Task brief: From the records below, copy each line in which the string "AppConfig" occurs.
:::::
use garde::Validate;
use serde::Deserialize;
use std::path::Path;

use crate::models::variant::{CatalogError, VariantCatalog, VariantDefinition};
use crate::services::batcher::BatcherSettings;
use crate::services::planner::SLOT_CAP;
use crate::services::rate_limiter::RateLimiterSettings;
use crate::services::retry::{Backoff, RetryPolicy};

#[derive(Debug, thiserror::Error)]
pub enum ConfigError {
    #[error("Environment error: {0}")]
    Env(#[from] envy::Error),

    #[error("Failed to read variants file: {0}")]
    Io(#[from] std::io::Error),

    #[error("Invalid variants file: {0}")]
    Json(#[from] serde_json::Error),

    #[error(transparent)]
    Catalog(#[from] CatalogError),

    #[error("Invalid configuration: {0}")]
    Invalid(#[from] garde::Report),

    #[error("Rate limiter min delay {min}s is above max delay {max}s")]
    DelayRange { min: f64, max: f64 },
}

/// Longest delay, in seconds, any backoff or limiter setting may ask for.
const MAX_DELAY_SECS: f64 = 3600.0;

fn delay_secs(value: &f64, _ctx: &()) -> garde::Result {
    if value.is_finite() && (0.0..=MAX_DELAY_SECS).contains(value) {
        Ok(())
    } else {
        Err(garde::Error::new(format!("must be between 0 and {MAX_DELAY_SECS} seconds")))
    }
}

fn growth_factor(value: &f64, _ctx: &()) -> garde::Result {
    if value.is_finite() && (1.0..=10.0).contains(value) {
        Ok(())
    } else {
        Err(garde::Error::new("must be between 1 and 10"))
    }
}

fn shrink_factor(value: &f64, _ctx: &()) -> garde::Result {
    if value.is_finite() && *value > 0.0 && *value <= 1.0 {
        Ok(())
    } else {
        Err(garde::Error::new("must be above 0 and at most 1"))
    }
}

#[derive(Debug, Clone, Deserialize, Validate)]
pub struct AppConfig {
    /// Server bind address (e.g., "0.0.0.0:3000"). Optional for worker processes.
    #[garde(skip)]
    #[serde(default = "default_bind_addr")]
    pub bind_addr: String,

    /// PostgreSQL connection string
    #[garde(skip)]
    pub database_url: String,

    /// Base url of the ads platform REST API, including the version segment
    #[garde(skip)]
    #[serde(default = "default_ads_api_base_url")]
    pub ads_api_base_url: String,

    #[garde(skip)]
    pub ads_developer_token: String,

    /// OAuth access token sent as a bearer token
    #[garde(skip)]
    pub ads_access_token: String,

    /// Manager account the requests are made on behalf of
    #[garde(skip)]
    #[serde(default)]
    pub ads_login_customer_id: Option<String>,

    #[garde(range(min = 1, max = 100))]
    #[serde(default = "default_max_concurrent_customers")]
    pub max_concurrent_customers: usize,

    #[garde(range(min = 1, max = 10_000))]
    #[serde(default = "default_query_chunk_size")]
    pub query_chunk_size: usize,

    #[garde(range(min = 1, max = 10_000))]
    #[serde(default = "default_mutation_chunk_size")]
    pub mutation_chunk_size: usize,

    #[garde(range(min = 1, max = 10_000))]
    #[serde(default = "default_mutation_floor_size")]
    pub mutation_floor_size: usize,

    #[garde(skip)]
    #[serde(default = "default_true")]
    pub partial_failure: bool,

    #[garde(custom(delay_secs))]
    #[serde(default = "default_initial_delay")]
    pub rate_limiter_initial_delay_secs: f64,

    #[garde(custom(delay_secs))]
    #[serde(default = "default_min_delay")]
    pub rate_limiter_min_delay_secs: f64,

    #[garde(custom(delay_secs))]
    #[serde(default = "default_max_delay")]
    pub rate_limiter_max_delay_secs: f64,

    #[garde(custom(growth_factor))]
    #[serde(default = "default_increase_factor")]
    pub rate_limiter_increase_factor: f64,

    #[garde(custom(shrink_factor))]
    #[serde(default = "default_decrease_factor")]
    pub rate_limiter_decrease_factor: f64,

    #[garde(range(min = 1, max = 10))]
    #[serde(default = "default_retry_max_attempts")]
    pub retry_max_attempts: u32,

    #[garde(custom(delay_secs))]
    #[serde(default = "default_retry_base_delay")]
    pub retry_base_delay_secs: f64,

    #[garde(custom(growth_factor))]
    #[serde(default = "default_retry_backoff_factor")]
    pub retry_backoff_factor: f64,

    #[garde(custom(delay_secs))]
    #[serde(default = "default_rate_limited_base_delay")]
    pub rate_limited_base_delay_secs: f64,

    #[garde(custom(growth_factor))]
    #[serde(default = "default_rate_limited_backoff_factor")]
    pub rate_limited_backoff_factor: f64,

    /// Buffered item updates written per store round-trip
    #[garde(range(min = 1))]
    #[serde(default = "default_status_flush_threshold")]
    pub status_flush_threshold: usize,

    /// Batch size recorded on repair jobs created by the audit
    #[garde(range(min = 1, max = 10_000))]
    #[serde(default = "default_repair_batch_size")]
    pub repair_batch_size: i32,

    /// JSON array of variant definitions; the built-in catalogue when unset
    #[garde(skip)]
    #[serde(default)]
    pub variants_path: Option<String>,

    /// Group label marking groups that passed the audit
    #[garde(length(min = 1, max = 80))]
    #[serde(default = "default_audited_label")]
    pub audited_label: String,

    #[garde(skip)]
    #[serde(default = "default_worker_poll_interval_ms")]
    pub worker_poll_interval_ms: u64,

    /// Plan and report without sending mutations
    #[garde(skip)]
    #[serde(default)]
    pub dry_run: bool,
}

fn default_bind_addr() -> String {
    "0.0.0.0:3000".to_string()
}

fn default_ads_api_base_url() -> String {
    "https://googleads.googleapis.com/v17".to_string()
}

fn default_max_concurrent_customers() -> usize {
    5
}

fn default_query_chunk_size() -> usize {
    5000
}

fn default_mutation_chunk_size() -> usize {
    1000
}

fn default_mutation_floor_size() -> usize {
    10
}

fn default_true() -> bool {
    true
}

fn default_initial_delay() -> f64 {
    2.0
}

fn default_min_delay() -> f64 {
    1.0
}

fn default_max_delay() -> f64 {
    30.0
}

fn default_increase_factor() -> f64 {
    2.0
}

fn default_decrease_factor() -> f64 {
    0.98
}

fn default_retry_max_attempts() -> u32 {
    3
}

fn default_retry_base_delay() -> f64 {
    2.0
}

fn default_retry_backoff_factor() -> f64 {
    2.0
}

fn default_rate_limited_base_delay() -> f64 {
    60.0
}

fn default_rate_limited_backoff_factor() -> f64 {
    3.0
}

fn default_status_flush_threshold() -> usize {
    1000
}

fn default_repair_batch_size() -> i32 {
    100
}

fn default_audited_label() -> String {
    "THEMES_CHECK_DONE".to_string()
}

fn default_worker_poll_interval_ms() -> u64 {
    1000
}

impl AppConfig {
    pub fn from_env() -> Result<Self, ConfigError> {
        dotenvy::dotenv().ok();
        let config: Self = envy::from_env()?;
        config.check()?;
        Ok(config)
    }

    /// Field rules plus the limiter's min/max ordering.
    pub fn check(&self) -> Result<(), ConfigError> {
        self.validate()?;
        if self.rate_limiter_min_delay_secs > self.rate_limiter_max_delay_secs {
            return Err(ConfigError::DelayRange {
                min: self.rate_limiter_min_delay_secs,
                max: self.rate_limiter_max_delay_secs,
            });
        }
        Ok(())
    }

    pub fn engine_settings(&self) -> EngineSettings {
        EngineSettings {
            max_concurrent_customers: self.max_concurrent_customers.max(1),
            query_chunk_size: self.query_chunk_size.max(1),
            mutation_chunk_size: self.mutation_chunk_size.max(1),
            mutation_floor_size: self.mutation_floor_size.max(1),
            partial_failure: self.partial_failure,
            dry_run: self.dry_run,
            rate_limiter: RateLimiterSettings {
                initial_delay_secs: self.rate_limiter_initial_delay_secs,
                min_delay_secs: self.rate_limiter_min_delay_secs,
                max_delay_secs: self.rate_limiter_max_delay_secs,
                increase_factor: self.rate_limiter_increase_factor,
                decrease_factor: self.rate_limiter_decrease_factor,
            },
            retry: RetryPolicy {
                max_attempts: self.retry_max_attempts.max(1),
                rate_limited: Backoff {
                    base_delay_secs: self.rate_limited_base_delay_secs,
                    factor: self.rate_limited_backoff_factor,
                },
                transient: Backoff {
                    base_delay_secs: self.retry_base_delay_secs,
                    factor: self.retry_backoff_factor,
                },
            },
            status_flush_threshold: self.status_flush_threshold.max(1),
            repair_batch_size: self.repair_batch_size,
            audited_label: self.audited_label.clone(),
            slot_cap: SLOT_CAP,
        }
    }

    /// Variants from `variants_path`, or the built-in catalogue.
    pub fn variant_catalog(&self) -> Result<VariantCatalog, ConfigError> {
        match &self.variants_path {
            Some(path) => load_catalog(Path::new(path)),
            None => Ok(VariantCatalog::builtin()),
        }
    }
}

pub fn load_catalog(path: &Path) -> Result<VariantCatalog, ConfigError> {
    let raw = std::fs::read_to_string(path)?;
    let definitions: Vec<VariantDefinition> = serde_json::from_str(&raw)?;
    Ok(VariantCatalog::new(definitions)?)
}

/// Runtime knobs of the engine, independent of where they were read from.
#[derive(Debug, Clone, PartialEq)]
pub struct EngineSettings {
    pub max_concurrent_customers: usize,
    pub query_chunk_size: usize,
    pub mutation_chunk_size: usize,
    pub mutation_floor_size: usize,
    pub partial_failure: bool,
    pub dry_run: bool,
    pub rate_limiter: RateLimiterSettings,
    pub retry: RetryPolicy,
    pub status_flush_threshold: usize,
    pub repair_batch_size: i32,
    pub audited_label: String,
    pub slot_cap: usize,
}

impl Default for EngineSettings {
    fn default() -> Self {
        Self {
            max_concurrent_customers: default_max_concurrent_customers(),
            query_chunk_size: default_query_chunk_size(),
            mutation_chunk_size: default_mutation_chunk_size(),
            mutation_floor_size: default_mutation_floor_size(),
            partial_failure: true,
            dry_run: false,
            rate_limiter: RateLimiterSettings::default(),
            retry: RetryPolicy::default(),
            status_flush_threshold: default_status_flush_threshold(),
            repair_batch_size: default_repair_batch_size(),
            audited_label: default_audited_label(),
            slot_cap: SLOT_CAP,
        }
    }
}

impl EngineSettings {
    pub fn batcher_settings(&self) -> BatcherSettings {
        BatcherSettings {
            chunk_size: self.mutation_chunk_size,
            floor_size: self.mutation_floor_size,
            partial_failure: self.partial_failure,
            dry_run: self.dry_run,
        }
    }
}

#[cfg(test)]
mod tests {
    use super::*;

    fn minimal_env() -> Vec<(String, String)> {
        vec![
            ("DATABASE_URL".into(), "postgres://localhost/adslot".into()),
            ("ADS_DEVELOPER_TOKEN".into(), "dev".into()),
            ("ADS_ACCESS_TOKEN".into(), "token".into()),
        ]
    }

    #[test]
    fn test_defaults_match_engine_defaults() {
        let config: AppConfig = envy::from_iter(minimal_env()).unwrap();
        assert_eq!(config.engine_settings(), EngineSettings::default());
        assert_eq!(config.worker_poll_interval_ms, 1000);
        assert!(config.variants_path.is_none());
    }

    #[test]
    fn test_overrides_flow_into_engine_settings() {
        let mut env = minimal_env();
        env.push(("MAX_CONCURRENT_CUSTOMERS".into(), "2".into()));
        env.push(("RATE_LIMITER_MIN_DELAY_SECS".into(), "0.5".into()));
        env.push(("DRY_RUN".into(), "true".into()));

        let settings = envy::from_iter::<_, AppConfig>(env).unwrap().engine_settings();
        assert_eq!(settings.max_concurrent_customers, 2);
        assert_eq!(settings.rate_limiter.min_delay_secs, 0.5);
        assert!(settings.batcher_settings().dry_run);
    }

    #[test]
    fn test_defaults_pass_checks() {
        let config: AppConfig = envy::from_iter(minimal_env()).unwrap();
        assert!(config.check().is_ok());
    }

    #[test]
    fn test_bad_delays_and_factors_rejected() {
        for (key, value) in [
            ("RATE_LIMITER_MIN_DELAY_SECS", "-1"),
            ("RETRY_BASE_DELAY_SECS", "NaN"),
            ("RATE_LIMITED_BASE_DELAY_SECS", "inf"),
            ("RATE_LIMITER_DECREASE_FACTOR", "0"),
            ("RETRY_BACKOFF_FACTOR", "0.5"),
            ("RETRY_MAX_ATTEMPTS", "0"),
        ] {
            let mut env = minimal_env();
            env.push((key.into(), value.into()));
            let config: AppConfig = envy::from_iter(env).unwrap();
            assert!(
                matches!(config.check(), Err(ConfigError::Invalid(_))),
                "{key}={value} accepted"
            );
        }
    }

    #[test]
    fn test_min_delay_above_max_rejected() {
        let mut env = minimal_env();
        env.push(("RATE_LIMITER_MIN_DELAY_SECS".into(), "40".into()));
        let config: AppConfig = envy::from_iter(env).unwrap();
        assert!(matches!(
            config.check(),
            Err(ConfigError::DelayRange { min, max }) if min == 40.0 && max == 30.0
        ));
    }

    #[test]
    fn test_builtin_catalog_without_path() {
        let config: AppConfig = envy::from_iter(minimal_env()).unwrap();
        assert_eq!(config.variant_catalog().unwrap().names().len(), 5);
    }

    #[test]
    fn test_load_catalog_from_file() {
        let path = std::env::temp_dir().join(format!("variants-{}.json", uuid::Uuid::new_v4()));
        std::fs::write(
            &path,
            r#"[{"name": "summer", "marker_label": "THEME_SU", "done_label": "THEME_SU_DONE"}]"#,
        )
        .unwrap();

        let catalog = load_catalog(&path).unwrap();
        std::fs::remove_file(&path).ok();
        assert_eq!(catalog.names(), vec!["summer".to_string()]);
    }
}
use async_trait::async_trait;
use uuid::Uuid;

use crate::models::job::{Job, JobStatus, JobSummary, ItemUpdate, NewWorkItem, WorkItem};

/// Number of failed items returned with a job summary.
pub const RECENT_FAILURES: i64 = 10;

#[derive(Debug, thiserror::Error)]
pub enum StoreError {
    #[error("Database error: {0}")]
    Database(#[from] sqlx::Error),

    #[error("Job not found: {0}")]
    NotFound(Uuid),

    #[error("Invalid job transition {from} -> {to}")]
    InvalidTransition { from: JobStatus, to: JobStatus },

    #[error("Corrupt row: {0}")]
    Corrupt(String),
}

/// Persistence for jobs and their work items. The single source of truth
/// for resumability.
#[async_trait]
pub trait JobStore: Send + Sync {
    async fn create_job(
        &self,
        items: &[NewWorkItem],
        batch_size: i32,
        is_repair: bool,
    ) -> Result<Job, StoreError>;

    async fn get_job(&self, job_id: Uuid) -> Result<Job, StoreError>;

    /// Job with its pending count and most recent failures.
    async fn get_job_status(&self, job_id: Uuid) -> Result<JobSummary, StoreError>;

    async fn get_pending_items(&self, job_id: Uuid) -> Result<Vec<WorkItem>, StoreError>;

    /// Apply terminal outcomes. Items that are no longer pending are left
    /// untouched; job counts are recomputed from the item rows. Returns the
    /// number of items that changed.
    async fn batch_update_items(&self, job_id: Uuid, updates: &[ItemUpdate]) -> Result<u64, StoreError>;

    async fn update_job_status(
        &self,
        job_id: Uuid,
        status: JobStatus,
        error_message: Option<&str>,
    ) -> Result<Job, StoreError>;

    /// Most recent jobs first.
    async fn list_jobs(&self, limit: i64) -> Result<Vec<Job>, StoreError>;

    /// Oldest job still waiting to be picked up.
    async fn next_runnable_job(&self) -> Result<Option<Job>, StoreError>;

    async fn delete_job(&self, job_id: Uuid) -> Result<(), StoreError>;
}

/// Reject a status change the job state machine does not allow.
pub fn check_transition(from: JobStatus, to: JobStatus) -> Result<(), StoreError> {
    if from.can_transition_to(to) {
        Ok(())
    } else {
        Err(StoreError::InvalidTransition { from, to })
    }
}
:::::
Answer for the task:
pub struct AppConfig {
impl AppConfig {
        let config: AppConfig = envy::from_iter(minimal_env()).unwrap();
        let settings = envy::from_iter::<_, AppConfig>(env).unwrap().engine_settings();
        let config: AppConfig = envy::from_iter(minimal_env()).unwrap();
            let config: AppConfig = envy::from_iter(env).unwrap();
        let config: AppConfig = envy::from_iter(env).unwrap();
        let config: AppConfig = envy::from_iter(minimal_env()).unwrap();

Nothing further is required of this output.